***** Provided entries
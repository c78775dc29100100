//! Metadata source adapters with a trait-based architecture.
//!
//! This module defines the [`Source`] trait that every adapter implements. Each
//! adapter knows one external source: how to build its query URL and how to read
//! its result markup or JSON. Adapters are stateless; every call is independent.
//!
//! # Built-in sources
//!
//! In ISBN priority order:
//!
//! - `momo` - momo mobile storefront; list page plus detail page for ISBN lookups
//! - `sanmin` - Sanmin bookstore search page
//! - `books_com_tw` - books.com.tw search, behind a cookie warm-up request
//! - `google_books` - Google Books volumes API, the always-available fallback
//!
//! All four also answer keyword searches.
//!
//! # Runtime Source Configuration
//!
//! - `BIBLIO_RESOLVER_ENABLED_SOURCES` - Only use these sources (e.g., "sanmin,google_books")
//! - `BIBLIO_RESOLVER_DISABLED_SOURCES` - Never use these sources (e.g., "momo")
//!
//! `DISABLED_SOURCES` always takes precedence over `ENABLED_SOURCES`. The same
//! lists can be given in the `[sources]` section of the configuration file.

mod books_com_tw;
mod google_books;
mod markup;
mod momo;
mod registry;
mod sanmin;

pub mod mock;

pub use books_com_tw::BooksComTwSource;
pub use google_books::GoogleBooksSource;
pub use mock::{MockReply, MockSource};
pub use momo::MomoSource;
pub use registry::{SourceCapabilities, SourceRegistry, SourceSelection};
pub use sanmin::SanminSource;

use crate::models::{BookRecord, SourceKind};
use crate::utils::FetchError;
use async_trait::async_trait;

/// The Source trait defines the interface for all metadata adapters.
///
/// # Implementing a New Source
///
/// 1. Create a new struct that implements `Source`
/// 2. Implement `kind`, `id`, `name` and `capabilities`
/// 3. Implement `resolve_by_isbn` and/or `search_by_keyword` to match the
///    declared capabilities
/// 4. Add the source to `SourceRegistry::new()` at its priority position
///
/// A lookup that parses but finds nothing returns `Ok` with a `found == false`
/// record (ISBN) or an empty list (keyword). `Err` is reserved for fetch and
/// parse failures.
#[async_trait]
pub trait Source: Send + Sync + std::fmt::Debug {
    /// Which source produced the records
    fn kind(&self) -> SourceKind;

    /// Unique identifier (used in configuration, e.g. "momo")
    fn id(&self) -> &str;

    /// Human-readable name of this source
    fn name(&self) -> &str;

    /// Describe the capabilities of this source
    fn capabilities(&self) -> SourceCapabilities {
        SourceCapabilities::ISBN_LOOKUP
    }

    /// Whether this source answers exact ISBN lookups
    fn supports_isbn(&self) -> bool {
        self.capabilities().contains(SourceCapabilities::ISBN_LOOKUP)
    }

    /// Whether this source answers free-text keyword searches
    fn supports_keyword(&self) -> bool {
        self.capabilities()
            .contains(SourceCapabilities::KEYWORD_SEARCH)
    }

    /// Look up one book by ISBN (digits only, already cleaned)
    async fn resolve_by_isbn(&self, _isbn: &str) -> Result<BookRecord, SourceError> {
        Err(SourceError::NotImplemented)
    }

    /// Search by keyword, returning at most `limit` candidates
    async fn search_by_keyword(
        &self,
        _keyword: &str,
        _limit: usize,
    ) -> Result<Vec<BookRecord>, SourceError> {
        Err(SourceError::NotImplemented)
    }
}

/// Errors that can occur inside a source adapter.
///
/// The resolver absorbs all of these; none reach its callers.
#[derive(Debug, thiserror::Error)]
pub enum SourceError {
    /// The requested operation is not implemented for this source
    #[error("Operation not implemented for this source")]
    NotImplemented,

    /// The request never produced a usable response
    #[error("Fetch failed: {0}")]
    Fetch(#[from] FetchError),

    /// The source answered with an anti-automation page
    #[error("Blocked by source: {0}")]
    Blocked(String),

    /// The response could not be understood
    #[error("Parse error: {0}")]
    Parse(String),

    /// Invalid request parameters
    #[error("Invalid request: {0}")]
    InvalidRequest(String),

    /// Other error
    #[error("Error: {0}")]
    Other(String),
}

impl From<serde_json::Error> for SourceError {
    fn from(err: serde_json::Error) -> Self {
        SourceError::Parse(format!("JSON: {}", err))
    }
}

#[cfg(test)]
mod tests {
    use super::*;

    #[test]
    fn test_source_capabilities() {
        let caps = SourceCapabilities::ISBN_LOOKUP | SourceCapabilities::KEYWORD_SEARCH;

        assert!(caps.contains(SourceCapabilities::ISBN_LOOKUP));
        assert!(caps.contains(SourceCapabilities::KEYWORD_SEARCH));
        assert!(!caps.contains(SourceCapabilities::WARM_UP));
    }

    #[test]
    fn test_fetch_error_conversion() {
        let err: SourceError = FetchError::Timeout.into();
        assert!(matches!(err, SourceError::Fetch(FetchError::Timeout)));
    }

    #[test]
    fn test_json_error_is_parse_error() {
        let json_err = serde_json::from_str::<serde_json::Value>("{").unwrap_err();
        let err: SourceError = json_err.into();
        assert!(matches!(err, SourceError::Parse(_)));
    }
}
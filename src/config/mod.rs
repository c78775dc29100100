//! Configuration management.
//!
//! Settings come from, in increasing precedence: built-in defaults, a TOML file
//! and `BIBLIO_RESOLVER_*` environment variables (`__` separates nesting, e.g.
//! `BIBLIO_RESOLVER_FANOUT__MAX_WORKERS=2`).

mod file_config;

pub use file_config::CONFIG_TEMPLATE;

use serde::{Deserialize, Serialize};
use std::path::{Path, PathBuf};
use std::time::Duration;

use crate::resolver::{ChainSettings, FanoutSettings, ResolverSettings};
use crate::sources::SourceSelection;
use crate::utils::{default_profiles, BrowserProfile, FetchSettings, Pacing, ProfilePool, Rotation};

/// File name looked up in the working directory
pub const LOCAL_CONFIG_FILE: &str = "biblio-resolver.toml";

const ENV_PREFIX: &str = "BIBLIO_RESOLVER";

/// Application configuration
#[derive(Debug, Clone, Default, PartialEq, Serialize, Deserialize)]
pub struct ResolverConfig {
    #[serde(default)]
    pub fetch: FetchConfig,

    #[serde(default)]
    pub chain: ChainConfig,

    #[serde(default)]
    pub fanout: FanoutConfig,

    #[serde(default)]
    pub sources: SourcesConfig,

    #[serde(default)]
    pub logging: LoggingConfig,
}

/// Fetch client settings
#[derive(Debug, Clone, PartialEq, Serialize, Deserialize)]
pub struct FetchConfig {
    /// Per-request timeout for ISBN lookups
    #[serde(default = "default_isbn_timeout")]
    pub isbn_timeout_secs: u64,

    /// Per-request timeout for keyword searches
    #[serde(default = "default_keyword_timeout")]
    pub keyword_timeout_secs: u64,

    #[serde(default = "default_connect_timeout")]
    pub connect_timeout_secs: u64,

    /// Lower bound of the random delay before each disguised request
    #[serde(default = "default_min_delay")]
    pub min_delay_ms: u64,

    #[serde(default = "default_max_delay")]
    pub max_delay_ms: u64,

    #[serde(default)]
    pub rotation: Rotation,

    /// Profile index used when `rotation = "fixed"`
    #[serde(default)]
    pub fixed_profile: usize,

    /// Replaces the built-in browser profiles when non-empty
    #[serde(default, skip_serializing_if = "Vec::is_empty")]
    pub profiles: Vec<BrowserProfile>,
}

impl Default for FetchConfig {
    fn default() -> Self {
        Self {
            isbn_timeout_secs: default_isbn_timeout(),
            keyword_timeout_secs: default_keyword_timeout(),
            connect_timeout_secs: default_connect_timeout(),
            min_delay_ms: default_min_delay(),
            max_delay_ms: default_max_delay(),
            rotation: Rotation::default(),
            fixed_profile: 0,
            profiles: Vec::new(),
        }
    }
}

fn default_isbn_timeout() -> u64 {
    15
}

fn default_keyword_timeout() -> u64 {
    6
}

fn default_connect_timeout() -> u64 {
    5
}

fn default_min_delay() -> u64 {
    150
}

fn default_max_delay() -> u64 {
    900
}

/// ISBN chain settings
#[derive(Debug, Clone, PartialEq, Serialize, Deserialize)]
pub struct ChainConfig {
    /// Upper bound on one source's lookup, all of its requests included
    #[serde(default = "default_step_timeout")]
    pub step_timeout_secs: u64,
}

impl Default for ChainConfig {
    fn default() -> Self {
        Self {
            step_timeout_secs: default_step_timeout(),
        }
    }
}

fn default_step_timeout() -> u64 {
    45
}

/// Keyword fan-out settings
#[derive(Debug, Clone, PartialEq, Serialize, Deserialize)]
pub struct FanoutConfig {
    #[serde(default = "default_max_workers")]
    pub max_workers: usize,

    #[serde(default = "default_task_timeout")]
    pub task_timeout_ms: u64,

    #[serde(default = "default_overall_ceiling")]
    pub overall_ceiling_ms: u64,

    #[serde(default = "default_per_source_limit")]
    pub per_source_limit: usize,
}

impl Default for FanoutConfig {
    fn default() -> Self {
        Self {
            max_workers: default_max_workers(),
            task_timeout_ms: default_task_timeout(),
            overall_ceiling_ms: default_overall_ceiling(),
            per_source_limit: default_per_source_limit(),
        }
    }
}

fn default_max_workers() -> usize {
    4
}

fn default_task_timeout() -> u64 {
    8000
}

fn default_overall_ceiling() -> u64 {
    10_000
}

fn default_per_source_limit() -> usize {
    5
}

/// Sources configuration
#[derive(Debug, Clone, Default, PartialEq, Serialize, Deserialize)]
pub struct SourcesConfig {
    /// Comma-separated ids; only these sources are used
    #[serde(default, skip_serializing_if = "Option::is_none")]
    pub enabled: Option<String>,

    /// Comma-separated ids; never used, even if enabled
    #[serde(default, skip_serializing_if = "Option::is_none")]
    pub disabled: Option<String>,
}

/// Logging configuration
#[derive(Debug, Clone, PartialEq, Serialize, Deserialize)]
pub struct LoggingConfig {
    #[serde(default = "default_log_level")]
    pub level: String,

    /// `"json"` for structured output
    #[serde(default, skip_serializing_if = "Option::is_none")]
    pub format: Option<String>,
}

impl Default for LoggingConfig {
    fn default() -> Self {
        Self {
            level: default_log_level(),
            format: None,
        }
    }
}

fn default_log_level() -> String {
    "info".to_string()
}

/// Configuration errors
#[derive(Debug, thiserror::Error)]
pub enum ConfigError {
    #[error("Failed to load configuration: {0}")]
    Load(#[from] config::ConfigError),

    #[error("IO error: {0}")]
    Io(String),

    #[error("Parse error: {0}")]
    Parse(String),

    #[error("Serialize error: {0}")]
    Serialize(String),
}

impl ResolverConfig {
    /// Fetch client settings derived from `[fetch]`
    pub fn fetch_settings(&self) -> FetchSettings {
        let fetch = &self.fetch;
        let profiles = if fetch.profiles.is_empty() {
            default_profiles()
        } else {
            fetch.profiles.clone()
        };

        FetchSettings {
            isbn_timeout: Duration::from_secs(fetch.isbn_timeout_secs),
            keyword_timeout: Duration::from_secs(fetch.keyword_timeout_secs),
            connect_timeout: Duration::from_secs(fetch.connect_timeout_secs),
            pacing: Pacing::new(
                Duration::from_millis(fetch.min_delay_ms),
                Duration::from_millis(fetch.max_delay_ms),
            ),
            profiles: ProfilePool::new(profiles, fetch.rotation, fetch.fixed_profile),
        }
    }

    /// Chain and fan-out limits derived from `[chain]` and `[fanout]`
    pub fn resolver_settings(&self) -> ResolverSettings {
        ResolverSettings {
            chain: ChainSettings {
                step_timeout: Duration::from_secs(self.chain.step_timeout_secs),
            },
            fanout: FanoutSettings {
                max_workers: self.fanout.max_workers,
                task_timeout: Duration::from_millis(self.fanout.task_timeout_ms),
                overall_ceiling: Duration::from_millis(self.fanout.overall_ceiling_ms),
                per_source_limit: self.fanout.per_source_limit,
            },
        }
    }

    /// Source selection from `[sources]`
    pub fn source_selection(&self) -> SourceSelection {
        SourceSelection::from_lists(
            self.sources.enabled.as_deref(),
            self.sources.disabled.as_deref(),
        )
    }
}

/// Load configuration from an optional file plus environment overrides
pub fn load_config(path: Option<&Path>) -> Result<ResolverConfig, ConfigError> {
    let mut builder = config::Config::builder();
    if let Some(path) = path {
        builder = builder.add_source(config::File::from(path));
    }

    let settings = builder
        .add_source(
            config::Environment::with_prefix(ENV_PREFIX)
                .prefix_separator("_")
                .separator("__")
                .try_parsing(true),
        )
        .build()?;

    Ok(settings.try_deserialize()?)
}

/// Look for a configuration file in the usual places.
///
/// `./biblio-resolver.toml` first, then `<config_dir>/biblio-resolver/config.toml`.
pub fn find_config_file() -> Option<PathBuf> {
    let local = PathBuf::from(LOCAL_CONFIG_FILE);
    if local.is_file() {
        return Some(local);
    }

    let user = user_config_path()?;
    user.is_file().then_some(user)
}

/// `<config_dir>/biblio-resolver/config.toml`, whether or not it exists
pub fn user_config_path() -> Option<PathBuf> {
    dirs::config_dir().map(|dir| dir.join("biblio-resolver").join("config.toml"))
}

/// Get the default configuration (defaults plus environment overrides)
pub fn get_config() -> ResolverConfig {
    load_config(None).unwrap_or_else(|e| {
        tracing::warn!(error = %e, "ignoring invalid environment configuration");
        ResolverConfig::default()
    })
}

#[cfg(test)]
mod tests {
    use super::*;
    use tempfile::tempdir;

    #[test]
    fn test_default_config() {
        let config = ResolverConfig::default();
        assert_eq!(config.fetch.isbn_timeout_secs, 15);
        assert_eq!(config.fetch.keyword_timeout_secs, 6);
        assert_eq!(config.fanout.max_workers, 4);
        assert_eq!(config.logging.level, "info");
    }

    #[test]
    fn test_fetch_settings_conversion() {
        let mut config = ResolverConfig::default();
        config.fetch.rotation = Rotation::Fixed;
        config.fetch.fixed_profile = 3;

        let settings = config.fetch_settings();
        assert_eq!(settings.isbn_timeout, Duration::from_secs(15));
        assert_eq!(settings.pacing.min, Duration::from_millis(150));
        assert_eq!(settings.profiles.pick().name, "safari-macos");
    }

    #[test]
    fn test_resolver_settings_conversion() {
        let mut config = ResolverConfig::default();
        config.fanout.overall_ceiling_ms = 2500;

        let settings = config.resolver_settings();
        assert_eq!(settings.fanout.overall_ceiling, Duration::from_millis(2500));
        assert_eq!(settings.fanout.task_timeout, Duration::from_millis(8000));
        assert_eq!(settings.chain.step_timeout, Duration::from_secs(45));
    }

    #[test]
    fn test_load_config_from_file() {
        let dir = tempdir().unwrap();
        let path = dir.path().join("config.toml");
        std::fs::write(
            &path,
            r#"
[fetch]
keyword_timeout_secs = 5
rotation = "fixed"

[fanout]
max_workers = 2

[sources]
disabled = "momo"
"#,
        )
        .unwrap();

        let config = load_config(Some(path.as_path())).unwrap();
        assert_eq!(config.fetch.keyword_timeout_secs, 5);
        assert_eq!(config.fetch.isbn_timeout_secs, 15);
        assert_eq!(config.fetch.rotation, Rotation::Fixed);
        assert_eq!(config.fanout.max_workers, 2);
        assert!(!config.source_selection().allows("momo"));
        assert!(config.source_selection().allows("sanmin"));
    }

    #[test]
    fn test_load_config_missing_file() {
        let result = load_config(Some(Path::new("/nonexistent/biblio-resolver.toml")));
        assert!(matches!(result, Err(ConfigError::Load(_))));
    }
}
**********
** Your instructions **
If a line in the data above includes the string "implements", copy it.

** Answer for this exercise **
//! This module defines the [`Source`] trait that every adapter implements. Each
/// 1. Create a new struct that implements `Source`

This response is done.